[ACTION ITEM] From the entries below, extract every line that includes the word "filename".

[SOURCE MATERIAL]
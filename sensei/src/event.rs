//! Event bus for sensei.
//!
//! Terminal input, timer ticks, highlighter output and finished service calls
//! are all normalised into one `AppEvent` enum on a tokio unbounded MPSC
//! channel. The main loop is the only consumer and the only writer of
//! `AppState`, so service results are applied in arrival order on one task.
//!
//! Two independent intervals drive the render and logic cycles:
//! - **Render interval** (33 ms, about 30 FPS) triggers a `terminal.draw()` call.
//! - **Tick interval** (250 ms) advances the loading spinner.

use crossterm::event::{Event, EventStream, KeyEvent, KeyEventKind, MouseEvent};
use futures::{FutureExt, StreamExt};
use std::time::Duration;
use tokio::sync::mpsc;
use tokio::time::interval;

use sensei_core::conversation::PendingChat;
use sensei_core::types::AnalysisResult;
use sensei_core::{ApiError, PendingAnalysis};

use crate::highlight::types::HighlightPayload;

/// All events the application can receive from any source.
#[derive(Debug)]
pub enum AppEvent {
    /// A key press (`KeyEventKind::Press` only).
    Key(KeyEvent),
    /// Mouse click, scroll or movement.
    Mouse(MouseEvent),
    /// Terminal was resized to (columns, rows).
    Resize(u16, u16),
    /// Logic tick (250 ms).
    Tick,
    /// Render tick; triggers a `terminal.draw()` call.
    Render,
    /// Styled lines from the highlighter thread.
    Highlighted(Box<HighlightPayload>),
    /// An `/analyze` call finished.
    AnalysisFinished {
        pending: PendingAnalysis,
        outcome: Result<AnalysisResult, ApiError>,
    },
    /// A `/chat` call finished.
    ChatFinished {
        pending: PendingChat,
        outcome: Result<String, ApiError>,
    },
}

/// Holds the sender and receiver ends of the unified event channel.
///
/// The sender (`tx`) is cloned into the terminal task, the highlighter thread
/// and every spawned service call; the receiver (`rx`) is owned by the main
/// loop.
pub struct EventHandler {
    pub tx: mpsc::UnboundedSender<AppEvent>,
    pub rx: mpsc::UnboundedReceiver<AppEvent>,
}

impl EventHandler {
    pub fn new() -> Self {
        let (tx, rx) = mpsc::unbounded_channel();
        Self { tx, rx }
    }
}

impl Default for EventHandler {
    fn default() -> Self {
        Self::new()
    }
}

/// Spawns the task that turns terminal input and timers into `AppEvent`s.
///
/// - `reader.next().fuse()` keeps `select!` from polling a finished stream.
/// - Only `KeyEventKind::Press` is forwarded; Windows also reports releases.
/// - Send errors mean the main loop is gone; they are ignored.
pub fn spawn_event_task(tx: mpsc::UnboundedSender<AppEvent>) {
    tokio::spawn(async move {
        let mut tick_interval = interval(Duration::from_millis(250));
        let mut render_interval = interval(Duration::from_millis(33));
        let mut reader = EventStream::new();

        loop {
            let tick_tick = tick_interval.tick();
            let render_tick = render_interval.tick();
            let crossterm_event = reader.next().fuse();

            tokio::select! {
                _ = tick_tick => {
                    let _ = tx.send(AppEvent::Tick);
                }
                _ = render_tick => {
                    let _ = tx.send(AppEvent::Render);
                }
                maybe_event = crossterm_event => {
                    match maybe_event {
                        Some(Ok(Event::Key(key))) => {
                            if key.kind == KeyEventKind::Press {
                                let _ = tx.send(AppEvent::Key(key));
                            }
                        }
                        Some(Ok(Event::Resize(w, h))) => {
                            let _ = tx.send(AppEvent::Resize(w, h));
                        }
                        Some(Ok(Event::Mouse(mouse))) => {
                            let _ = tx.send(AppEvent::Mouse(mouse));
                        }
                        None => break,
                        _ => {}
                    }
                }
            }
        }
    });
}
//! HttpReviewService against a wiremock server.
//!
//! Exercises: request bodies for /analyze, /chat, /feedback; structured error
//! detail; non-JSON error bodies; malformed 2xx payloads; unreachable host;
//! request timeout through the session controller.

use std::time::Duration;

use pretty_assertions::assert_eq;
use sensei_core::client::{HttpReviewService, ReviewService};
use sensei_core::error::CONNECTIVITY_MESSAGE;
use sensei_core::types::{
    AnalysisRequest, ChatRequest, ConversationEntry, FeedbackRequest, Language, Rating, Severity,
    SourceDocument,
};
use sensei_core::{ApiError, SessionController, SessionStatus};
use serde_json::json;
use wiremock::matchers::{body_json, method, path};
use wiremock::{Mock, MockServer, ResponseTemplate};

fn client_for(server: &MockServer) -> HttpReviewService {
    // Trailing slash on purpose: it must not produce `//analyze`.
    HttpReviewService::new(&format!("{}/", server.uri()), Duration::from_secs(5)).unwrap()
}

fn analysis_request() -> AnalysisRequest {
    AnalysisRequest { code: "def f():\n    return 1".to_owned(), language: Language::Python }
}

#[tokio::test]
async fn analyze_decodes_results_and_null_analyses() {
    let server = MockServer::start().await;
    Mock::given(method("POST"))
        .and(path("/analyze"))
        .and(body_json(json!({ "code": "def f():\n    return 1", "language": "python" })))
        .respond_with(ResponseTemplate::new(200).set_body_json(json!({
            "results": [
                {
                    "meta": { "function_name": "f", "start_line": 1, "end_line": 2,
                              "code": "def f():\n    return 1" },
                    "analysis": {
                        "quality_score": 6.5,
                        "complexity_estimate": "O(1)",
                        "plain_english_explanation": "Returns one.",
                        "issues": [
                            { "issue_type": "Naming", "severity": "low",
                              "description": "f is vague", "fix_suggestion": "def one():" },
                            { "issue_type": "Style", "severity": "critical",
                              "description": "odd" }
                        ]
                    }
                },
                {
                    "meta": { "function_name": "g", "start_line": 4, "end_line": 5, "code": "" },
                    "analysis": null
                }
            ]
        })))
        .expect(1)
        .mount(&server)
        .await;

    let result = client_for(&server).analyze(&analysis_request()).await.unwrap();

    assert_eq!(result.results.len(), 2);
    assert!(result.results[1].analysis.is_none());
    let report = result.results[0].analysis.as_ref().unwrap();
    assert_eq!(report.quality_score, 6.5);
    assert_eq!(report.issues[0].severity, Severity::Low);
    assert_eq!(report.issues[0].fix_suggestion.as_deref(), Some("def one():"));
    assert_eq!(report.issues[1].severity, Severity::Other("critical".to_owned()));
    assert_eq!(report.issues[1].fix_suggestion, None);
}

#[tokio::test]
async fn structured_error_detail_is_kept() {
    let server = MockServer::start().await;
    Mock::given(method("POST"))
        .and(path("/analyze"))
        .respond_with(
            ResponseTemplate::new(400).set_body_json(json!({ "detail": "Unsupported syntax" })),
        )
        .mount(&server)
        .await;

    let err = client_for(&server).analyze(&analysis_request()).await.unwrap_err();
    assert!(matches!(err, ApiError::Service { status: 400, .. }));
    assert_eq!(err.user_message(), "Unsupported syntax");
}

#[tokio::test]
async fn unstructured_error_body_is_generic() {
    let server = MockServer::start().await;
    Mock::given(method("POST"))
        .and(path("/analyze"))
        .respond_with(ResponseTemplate::new(500).set_body_string("Internal Server Error"))
        .mount(&server)
        .await;

    let err = client_for(&server).analyze(&analysis_request()).await.unwrap_err();
    assert!(matches!(err, ApiError::UnexpectedStatus { status: 500 }));
    assert_eq!(err.user_message(), CONNECTIVITY_MESSAGE);
}

#[tokio::test]
async fn missing_results_field_is_malformed() {
    let server = MockServer::start().await;
    Mock::given(method("POST"))
        .and(path("/analyze"))
        .respond_with(ResponseTemplate::new(200).set_body_json(json!({ "status": "ok" })))
        .mount(&server)
        .await;

    let err = client_for(&server).analyze(&analysis_request()).await.unwrap_err();
    assert!(matches!(err, ApiError::Malformed(_)), "got {err:?}");
    assert_eq!(err.user_message(), CONNECTIVITY_MESSAGE);
}

#[tokio::test]
async fn chat_sends_history_and_returns_response() {
    let server = MockServer::start().await;
    Mock::given(method("POST"))
        .and(path("/chat"))
        .and(body_json(json!({
            "message": "Make it O(n)?",
            "code_context": "def f(): pass",
            "language": "cpp",
            "history": [
                { "role": "user", "content": "Why slow?" },
                { "role": "assistant", "content": "Nested loops." }
            ]
        })))
        .respond_with(ResponseTemplate::new(200).set_body_json(json!({ "response": "Use a set." })))
        .expect(1)
        .mount(&server)
        .await;

    let request = ChatRequest {
        message: "Make it O(n)?".to_owned(),
        code_context: "def f(): pass".to_owned(),
        language: Language::Cpp,
        history: vec![
            ConversationEntry::user("Why slow?"),
            ConversationEntry::assistant("Nested loops."),
        ],
    };
    let reply = client_for(&server).chat(&request).await.unwrap();
    assert_eq!(reply, "Use a set.");
}

#[tokio::test]
async fn feedback_posts_numeric_rating() {
    let server = MockServer::start().await;
    Mock::given(method("POST"))
        .and(path("/feedback"))
        .and(body_json(json!({
            "function_name": "f",
            "code": "def f(): pass",
            "explanation": "Does nothing.",
            "rating": -1
        })))
        .respond_with(ResponseTemplate::new(200).set_body_json(json!({ "status": "saved" })))
        .expect(1)
        .mount(&server)
        .await;

    let request = FeedbackRequest {
        function_name: "f".to_owned(),
        code: "def f(): pass".to_owned(),
        explanation: "Does nothing.".to_owned(),
        rating: Rating::NotHelpful,
    };
    client_for(&server).feedback(&request).await.unwrap();
}

#[tokio::test]
async fn unreachable_service_is_a_transport_failure() {
    // Port 9 (discard) on localhost is closed in test environments.
    let client = HttpReviewService::new("http://127.0.0.1:9", Duration::from_secs(2)).unwrap();
    let err = client.analyze(&analysis_request()).await.unwrap_err();
    assert!(matches!(err, ApiError::Transport(_)), "got {err:?}");
    assert_eq!(err.user_message(), CONNECTIVITY_MESSAGE);
}

#[tokio::test]
async fn slow_service_times_out_and_leaves_loading() {
    let server = MockServer::start().await;
    Mock::given(method("POST"))
        .and(path("/analyze"))
        .respond_with(
            ResponseTemplate::new(200)
                .set_body_json(json!({ "results": [] }))
                .set_delay(Duration::from_millis(500)),
        )
        .mount(&server)
        .await;

    let client = HttpReviewService::new(&server.uri(), Duration::from_millis(50)).unwrap();
    let mut session = SessionController::new(SourceDocument::default());
    let pending = session.begin_analysis().unwrap();
    assert_eq!(session.status(), SessionStatus::Loading);

    let outcome = client.analyze(&pending.request).await;
    assert!(matches!(outcome, Err(ApiError::Transport(_))), "got {outcome:?}");

    assert!(session.finish_analysis(&pending, outcome));
    assert_eq!(session.status(), SessionStatus::Error);
    assert_eq!(session.error(), Some(CONNECTIVITY_MESSAGE));
    assert!(session.displayed_result().is_none());
}
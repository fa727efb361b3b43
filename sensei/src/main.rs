//! sensei: interactive code-review assistant for the terminal.
//!
//! Paste or load a function on the left, press `r`, and the analysis service
//! scores each block; the report on the right explains it and answers
//! follow-up questions per function.
//!
//! # Startup sequence
//!
//! 1. Parse flags, start file logging, load config. All of this happens
//!    before the terminal is touched so errors can still print to stderr.
//! 2. `install_panic_hook()` so a panic restores the terminal first.
//! 3. `register_sigterm()`; the flag is polled by the event loop.
//! 4. `init_tui()`, the event task and the highlighter thread.
//!
//! `restore_tui()` runs once after the loop, whichever way it ended.

mod app;
mod config;
mod editor;
mod event;
mod highlight;
mod logging;
mod service;
mod theme;
mod tui;
mod ui;

use std::path::{Path, PathBuf};
use std::sync::atomic::Ordering;
use std::sync::Arc;

use clap::Parser;

use sensei_core::client::HttpReviewService;
use sensei_core::types::{Language, SourceDocument};

use crate::config::{Config, Overrides, API_URL_ENV};
use crate::event::AppEvent;
use crate::ui::keybindings::{handle_key, handle_mouse, KeyAction};

#[derive(Debug, Parser)]
#[command(name = "sensei", version, about = "Interactive code-review assistant")]
struct Cli {
    /// Base URL of the analysis service.
    #[arg(long, value_name = "URL")]
    api_url: Option<String>,

    /// Source language: python, javascript, cpp, java or csharp.
    #[arg(long)]
    language: Option<Language>,

    /// Color theme: dark or catppuccin-mocha.
    #[arg(long)]
    theme: Option<String>,

    /// File to load into the editor instead of the sample.
    file: Option<PathBuf>,
}

/// Language whose extension matches `path`, if any.
fn language_for_path(path: &Path) -> Option<Language> {
    let ext = path.extension()?.to_str()?;
    let ext = match ext {
        "hpp" | "cc" | "cxx" | "h" => "cpp",
        "mjs" | "cjs" | "jsx" => "js",
        other => other,
    };
    Language::ALL.into_iter().find(|l| l.extension() == ext)
}

#[tokio::main]
async fn main() -> std::io::Result<()> {
    let cli = Cli::parse();

    match logging::init() {
        Ok(path) => tracing::info!(log = %path.display(), "sensei starting"),
        Err(e) => eprintln!("sensei: file logging disabled: {e}"),
    }

    let file_language = cli.file.as_deref().and_then(language_for_path);
    let config = Config::load_or_default(&config::config_path()).layered(
        std::env::var(API_URL_ENV).ok(),
        Overrides {
            api_url: cli.api_url,
            language: cli.language.or(file_language),
            theme: cli.theme,
        },
    );
    let theme = theme::Theme::from_name(&config.theme);

    let mut document = SourceDocument { language: config.language, ..SourceDocument::default() };
    if let Some(path) = &cli.file {
        document.text = std::fs::read_to_string(path)?;
    }

    let service = HttpReviewService::new(&config.api_url, config.timeout())
        .map_err(std::io::Error::other)?;
    tracing::info!(api_url = service.base_url(), language = %config.language, "configured");

    tui::install_panic_hook();
    let term_flag = tui::register_sigterm()?;
    let mut terminal = tui::init_tui()?;

    let handler = event::EventHandler::new();
    event::spawn_event_task(handler.tx.clone());

    let (highlight_tx, highlight_rx) = crossbeam_channel::unbounded();
    let worker_tx = handler.tx.clone();
    let spawned = std::thread::Builder::new()
        .name("sensei-highlight".to_owned())
        .spawn(move || highlight::worker::highlight_worker_loop(highlight_rx, worker_tx));

    let mut state = app::AppState::new(document);
    state.dispatcher = Some(service::ServiceDispatcher::new(Arc::new(service), handler.tx.clone()));
    match spawned {
        Ok(_) => {
            state.highlight_tx = Some(highlight_tx);
            state.request_highlight();
        }
        Err(e) => tracing::warn!(error = %e, "highlighter thread failed to start"),
    }
    let mut rx = handler.rx;

    // Exits only via `break` so `restore_tui()` below always runs.
    let mut exit = Ok(());
    'event_loop: loop {
        tokio::select! {
            // Heartbeat so SIGTERM is noticed even when nothing else happens.
            _ = tokio::time::sleep(std::time::Duration::from_millis(50)) => {
                if term_flag.load(Ordering::Relaxed) {
                    break 'event_loop;
                }
            }
            maybe_event = rx.recv() => {
                match maybe_event {
                    Some(AppEvent::Render) => {
                        if let Err(e) = terminal.draw(|frame| ui::render(frame, &mut state, &theme)) {
                            exit = Err(e);
                            break 'event_loop;
                        }
                    }
                    Some(AppEvent::Key(key)) => {
                        if handle_key(key, &mut state) == KeyAction::Quit {
                            break 'event_loop;
                        }
                    }
                    Some(AppEvent::Mouse(mouse)) => {
                        handle_mouse(mouse, &mut state);
                    }
                    Some(AppEvent::Tick) => state.tick(),
                    Some(AppEvent::Highlighted(payload)) => {
                        state.apply_highlight(*payload);
                    }
                    Some(AppEvent::AnalysisFinished { pending, outcome }) => {
                        state.apply_analysis(&pending, outcome);
                    }
                    Some(AppEvent::ChatFinished { pending, outcome }) => {
                        state.apply_chat(&pending, outcome);
                    }
                    // The next Render picks up the new size from frame.area().
                    Some(AppEvent::Resize(_, _)) => {}
                    None => break 'event_loop,
                }
                if term_flag.load(Ordering::Relaxed) {
                    break 'event_loop;
                }
            }
        }
    }

    tui::restore_tui()?;
    tracing::info!("sensei exiting");
    exit
}

#[cfg(test)]
mod tests {
    use super::*;

    #[test]
    fn file_extension_picks_the_language() {
        assert_eq!(language_for_path(Path::new("a/b.py")), Some(Language::Python));
        assert_eq!(language_for_path(Path::new("x.hpp")), Some(Language::Cpp));
        assert_eq!(language_for_path(Path::new("Main.cs")), Some(Language::Csharp));
        assert_eq!(language_for_path(Path::new("README")), None);
    }

    #[test]
    fn cli_parses_flags_and_file() {
        let cli = Cli::try_parse_from(["sensei", "--language", "java", "--api-url", "http://x", "Foo.java"])
            .unwrap();
        assert_eq!(cli.language, Some(Language::Java));
        assert_eq!(cli.api_url.as_deref(), Some("http://x"));
        assert_eq!(cli.file, Some(PathBuf::from("Foo.java")));
        assert!(Cli::try_parse_from(["sensei", "--language", "cobol"]).is_err());
    }
}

[TASK ANSWER]
filename sensei/src/event.rs
filename sensei/src/main.rs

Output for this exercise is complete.